Estudo da interação molecular de retrovírus endógenos humanos e antígenos da mielina com anticorpos

Abstract

Multiple sclerosis (MS) is an inflammatory, demyelinating and autoimmune disease of the central nervous system. There is evidence that demyelination may be related to the production of autoreactive antibodies against myelin sheath proteins, particularly the myelin oligodendrocyte glycoprotein (MOG). Despite the etiology of MS remains unknown, it might be due to a sum of factors, such as immune system disruption, genetic susceptibility, and environmental factors, of which viral infections are included as proposed viral triggers for the disease. Therefore, human endogenous retrovirus type W (HERV-W) has been studied in MS, from the detection of proteins of the HERV-W envelope gene in patients with the disease. Infections from viruses may be responsible for triggering autoimmunity in MS through molecular mimicry, which consists in the cross-recognition of the immune system, which begins to recognize self-components as antigens because of the similarity to infectious agents.
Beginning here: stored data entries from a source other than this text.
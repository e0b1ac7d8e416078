use std::collections::HashMap;

use serde::Serialize;

use crate::issues::Issue;

#[derive(Debug, Clone, Copy, PartialEq, Eq, Default, Serialize)]
pub struct OverallStat {
    pub total_issues: u64,
    pub closed_issues: u64,
}

impl OverallStat {
    pub fn open_issues(&self) -> u64 {
        self.total_issues.saturating_sub(self.closed_issues)
    }

    /// Rounded completion percentage, or `None` when there is nothing to measure.
    pub fn percent_complete(&self) -> Option<u8> {
        if self.total_issues == 0 {
            return None;
        }
        let ratio = self.closed_issues as f64 / self.total_issues as f64;
        Some((ratio * 100.0).round().clamp(0.0, 100.0) as u8)
    }
}

#[derive(Debug, Clone, PartialEq, Eq, Serialize)]
pub struct TagStat {
    pub name: String,
    pub total: u64,
    pub closed: u64,
}

impl TagStat {
    pub fn open(&self) -> u64 {
        self.total.saturating_sub(self.closed)
    }

    /// Share of this tag's own issues that are closed, in `0.0..=1.0`.
    pub fn closed_ratio(&self) -> f64 {
        if self.total == 0 {
            0.0
        } else {
            self.closed as f64 / self.total as f64
        }
    }
}

#[derive(Debug, Clone, PartialEq, Eq, Default, Serialize)]
pub struct Aggregation {
    pub overall: OverallStat,
    pub tags: Vec<TagStat>,
}

impl Aggregation {
    pub fn is_empty(&self) -> bool {
        self.overall.total_issues == 0
    }

    pub fn tag_names(&self) -> Vec<&str> {
        self.tags.iter().map(|tag| tag.name.as_str()).collect()
    }
}

/// Reduces an issue list into overall and per-tag counts.
///
/// Tags are emitted in order of first occurrence across the list. A label repeated
/// on the same issue counts once per occurrence.
pub fn aggregate(issues: &[Issue]) -> Aggregation {
    let mut overall = OverallStat::default();
    let mut tags: Vec<TagStat> = Vec::new();
    let mut index_by_name: HashMap<&str, usize> = HashMap::new();

    for issue in issues {
        let closed = issue.state.is_closed();
        overall.total_issues += 1;
        if closed {
            overall.closed_issues += 1;
        }

        for label in &issue.labels {
            let index = *index_by_name.entry(label.name.as_str()).or_insert_with(|| {
                tags.push(TagStat {
                    name: label.name.clone(),
                    total: 0,
                    closed: 0,
                });
                tags.len() - 1
            });
            let tag = &mut tags[index];
            tag.total += 1;
            if closed {
                tag.closed += 1;
            }
        }
    }

    Aggregation { overall, tags }
}

#[cfg(test)]
mod tests {
    use crate::issues::IssueState;
    use crate::test_support::issue;

    use super::*;

    fn fixture() -> Vec<Issue> {
        vec![
            issue(1, IssueState::Closed, &["bug"]),
            issue(2, IssueState::Open, &["bug", "docs"]),
            issue(3, IssueState::Closed, &["docs"]),
        ]
    }

    #[test]
    fn aggregates_overall_and_per_tag_counts() {
        let aggregation = aggregate(&fixture());

        assert_eq!(
            aggregation.overall,
            OverallStat {
                total_issues: 3,
                closed_issues: 2,
            }
        );
        assert_eq!(aggregation.overall.percent_complete(), Some(67));
        assert_eq!(
            aggregation.tags,
            vec![
                TagStat {
                    name: "bug".to_owned(),
                    total: 2,
                    closed: 1,
                },
                TagStat {
                    name: "docs".to_owned(),
                    total: 2,
                    closed: 1,
                },
            ]
        );
    }

    #[test]
    fn empty_issue_list_yields_no_data() {
        let aggregation = aggregate(&[]);

        assert!(aggregation.is_empty());
        assert_eq!(aggregation.overall, OverallStat::default());
        assert!(aggregation.tags.is_empty());
        assert_eq!(aggregation.overall.percent_complete(), None);
    }

    #[test]
    fn tag_order_follows_first_occurrence_not_alphabet() {
        let issues = vec![
            issue(1, IssueState::Open, &["zeta"]),
            issue(2, IssueState::Open, &["alpha", "zeta"]),
            issue(3, IssueState::Closed, &["mid"]),
        ];

        assert_eq!(aggregate(&issues).tag_names(), ["zeta", "alpha", "mid"]);
    }

    #[test]
    fn duplicate_labels_count_per_occurrence() {
        let issues = vec![issue(1, IssueState::Closed, &["bug", "bug"])];

        let aggregation = aggregate(&issues);

        assert_eq!(aggregation.overall.total_issues, 1);
        assert_eq!(aggregation.tags.len(), 1);
        assert_eq!(aggregation.tags[0].total, 2);
        assert_eq!(aggregation.tags[0].closed, 2);
    }

    #[test]
    fn untagged_issues_count_toward_overall_only() {
        let issues = vec![
            issue(1, IssueState::Closed, &[]),
            issue(2, IssueState::Open, &[]),
        ];

        let aggregation = aggregate(&issues);

        assert_eq!(aggregation.overall.total_issues, 2);
        assert_eq!(aggregation.overall.closed_issues, 1);
        assert!(aggregation.tags.is_empty());
    }

    #[test]
    fn totals_do_not_depend_on_issue_order() {
        let mut reversed = fixture();
        reversed.reverse();

        let forward = aggregate(&fixture());
        let backward = aggregate(&reversed);

        assert_eq!(forward.overall, backward.overall);
        for tag in &forward.tags {
            let other = backward
                .tags
                .iter()
                .find(|candidate| candidate.name == tag.name)
                .expect("tag should exist in both orders");
            assert_eq!((tag.total, tag.closed), (other.total, other.closed));
        }
        assert_eq!(backward.tag_names(), ["docs", "bug"]);
    }

    #[test]
    fn closed_never_exceeds_total() {
        let issues = vec![
            issue(1, IssueState::Closed, &["a", "b", "a"]),
            issue(2, IssueState::Open, &["b"]),
            issue(3, IssueState::Closed, &[]),
            issue(4, IssueState::Open, &["c", "a"]),
        ];

        let aggregation = aggregate(&issues);

        assert!(aggregation.overall.closed_issues <= aggregation.overall.total_issues);
        for tag in &aggregation.tags {
            assert!(tag.total > 0);
            assert!(tag.closed <= tag.total, "{tag:?}");
        }
    }

    #[test]
    fn percent_complete_rounds_half_up() {
        let half = OverallStat {
            total_issues: 8,
            closed_issues: 1,
        };
        let all = OverallStat {
            total_issues: 4,
            closed_issues: 4,
        };

        assert_eq!(half.percent_complete(), Some(13));
        assert_eq!(all.percent_complete(), Some(100));
        assert_eq!(all.open_issues(), 0);
    }
}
Due to the relevance of etiological aspects to the comprehension of the mechanisms of action of the diseases, the Atomic Force Microscope (AFM) was used to investigate the molecular mimicry theory in MS. For this, MOG peptide sequences similar to HERV-W protein were analyzed.These peptide sequences were subjected to the interaction with anti-HERV-W antibodies applying atomic force spectroscopy and optical detection with silver nanoparticles, aiming to evaluate the molecular interaction and the possible occurrence of molecular mimicry. The obtained results are promising and have revealed the molecular recognition and cross-reactivity of the anti-HERV-W antibody with specific HERV-W and MOG epitopes.